Again as I have said repeatedly - the ceo got 11 million. It seems that they could have taken less and employees could have taken more.
As far as the employees losing there jobs years ago: if that had happened they would have got jobs elsewhere, maybe jobs that paid them what they were worth.
Other things that make it theft: people who got the biggest pay outs were the ones he rewrote the charter to ensure that the employees got nothing.
This is theft. If you change the value of something you have already used to pay someone, it is theft.
And yeah “it’s a lottery”, but what they did was basically the same as you buy a lottery ticket that says there a 10% chance of winning $1000 if you wait 6 months before scratching it off, and then 5 months later they say “we’ve change the reward amounts, now it’s $100. Except instead of being a lottery ticket it was the employees time, money, and cost from losing out on other opportunities.
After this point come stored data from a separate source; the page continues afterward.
use crate::domain::browse::{BrowseIntent, BrowseState};
use crate::domain::filters::{CountBucket, KindFilter, SortKey};
use crate::domain::listing::{ListingKind, PropertyType};

fn on_page(page: usize) -> BrowseState {
    BrowseState {
        page,
        ..Default::default()
    }
}

#[test]
fn every_filter_or_sort_change_resets_page_to_one() {
    let intents = vec![
        BrowseIntent::SetQuery("loft".into()),
        BrowseIntent::ToggleType(PropertyType::Loft),
        BrowseIntent::ToggleLocation("Downtown".into()),
        BrowseIntent::ToggleBedrooms(CountBucket::FourPlus),
        BrowseIntent::ToggleBathrooms(CountBucket::Exact(2)),
        BrowseIntent::SetMaxPrice(Some(1200)),
        BrowseIntent::SetMaxPrice(None),
        BrowseIntent::SetKind(KindFilter::Only(ListingKind::Sale)),
        BrowseIntent::SetSort(SortKey::PriceHigh),
        BrowseIntent::ResetFilters,
    ];

    for intent in intents {
        let next = on_page(3).reduce(intent.clone());
        assert_eq!(next.page, 1, "{intent:?} kept page 3");
    }
}

#[test]
fn page_change_keeps_filters() {
    let filtered = BrowseState::default()
        .reduce(BrowseIntent::ToggleType(PropertyType::Villa))
        .reduce(BrowseIntent::SetSort(SortKey::PriceLow));

    let paged = filtered.clone().reduce(BrowseIntent::SetPage(2));

    assert_eq!(paged.page, 2);
    assert_eq!(paged.criteria, filtered.criteria);
    assert_eq!(paged.sort, filtered.sort);
}

#[test]
fn toggles_add_then_remove() {
    let once = BrowseState::default().reduce(BrowseIntent::ToggleLocation("Hillside".into()));
    assert!(once.criteria.locations.contains("Hillside"));

    let twice = once.reduce(BrowseIntent::ToggleLocation("Hillside".into()));
    assert!(twice.criteria.locations.is_empty());
}

#[test]
fn query_string_round_trip_preserves_state() {
    let state = BrowseState::default()
        .reduce(BrowseIntent::SetQuery("sunny apt".into()))
        .reduce(BrowseIntent::ToggleType(PropertyType::Apartment))
        .reduce(BrowseIntent::ToggleLocation("Arts District".into()))
        .reduce(BrowseIntent::ToggleBedrooms(CountBucket::FourPlus))
        .reduce(BrowseIntent::SetMaxPrice(Some(2500)))
        .reduce(BrowseIntent::SetKind(KindFilter::Only(ListingKind::Rent)))
        .reduce(BrowseIntent::SetSort(SortKey::PriceHigh))
        .reduce(BrowseIntent::SetPage(2));

    assert_eq!(BrowseState::from_query(&state.to_query()), state);
}

#[test]
fn default_state_encodes_to_bare_housing_link() {
    let state = on_page(4);
    assert_eq!(state.href_after(BrowseIntent::SetPage(1)), "/housing");
}

#[test]
fn op_in_query_is_reduced_into_parsed_state() {
    let state = BrowseState::from_query("type=house&page=3&op=sort&value=price-low");
    assert_eq!(state.sort, SortKey::PriceLow);
    assert_eq!(state.page, 1);
    assert!(state.criteria.property_types.contains(&PropertyType::House));

    let paged = BrowseState::from_query("type=house&op=page&value=2");
    assert_eq!(paged.page, 2);
    assert!(paged.criteria.property_types.contains(&PropertyType::House));
}

#[test]
fn malformed_query_values_are_ignored() {
    let state = BrowseState::from_query(
        "type=castle&beds=many&baths=4%2B&max_price=cheap&kind=swap&sort=random&page=-1&op=bogus",
    );

    assert!(state.criteria.property_types.is_empty());
    assert!(state.criteria.bedrooms.is_empty());
    assert!(state.criteria.bathrooms.contains(&CountBucket::FourPlus));
    assert_eq!(state.criteria.max_price, None);
    assert_eq!(state.criteria.kind, KindFilter::All);
    assert_eq!(state.sort, SortKey::Newest);
    assert_eq!(state.page, 1);
}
In very simple probability terms. The value of stock as payment for employment at a startup is
The exact amount you would accept for working at a startup obviously varies from person to person. You estimate the probability that you’ll be able to sell your stock, based on the details of the company, and offer to work in exchange for what you consider a fair amount. After that the company deliberately changes the probability of you receiving a pay out on the stock you have already been granted. That is they retroactively changed what they paid you.
Also employees don’t get cash salaries, they get a mix of cash and stock. The statement is: we know your time is worth more than we can afford to pay you in cash. So we will accept that you are reinvesting part of your earnings as a capital investment in the company.
The company depends of capital being invested until it is profitable. The stock being granted to employees is because the employees are directly investing their own money into the company.
The difference between employees and VC is the VC have enough ownership of the company to steal from the other owners.
No one takes on more debt / raises more funds unless they have to. If your company needs to raise more capital your stock options are worth exactly 0 dollars. You already lost that bet, because your company isn’t solvent without external funds.
The new investors may give you a new bet, but don’t think your original bet still stands - you lost that when you had to do another round of founding. You should also expect the new bet to be significantly worse than the old bet, because you have no leg to stand on in the bargaining of the terms of the new bet.
The “investors” changed the terms of incorporation /after/ they’d accumulated control of the company, specifically to change the payout rules so that only the VC funding got paid.
Your premises aren’t totally wrong, but your conclusion is off. Value post-founder to pre-IPO equity at zero and if the offer—-all things considered—-is better than any other you have available, take it.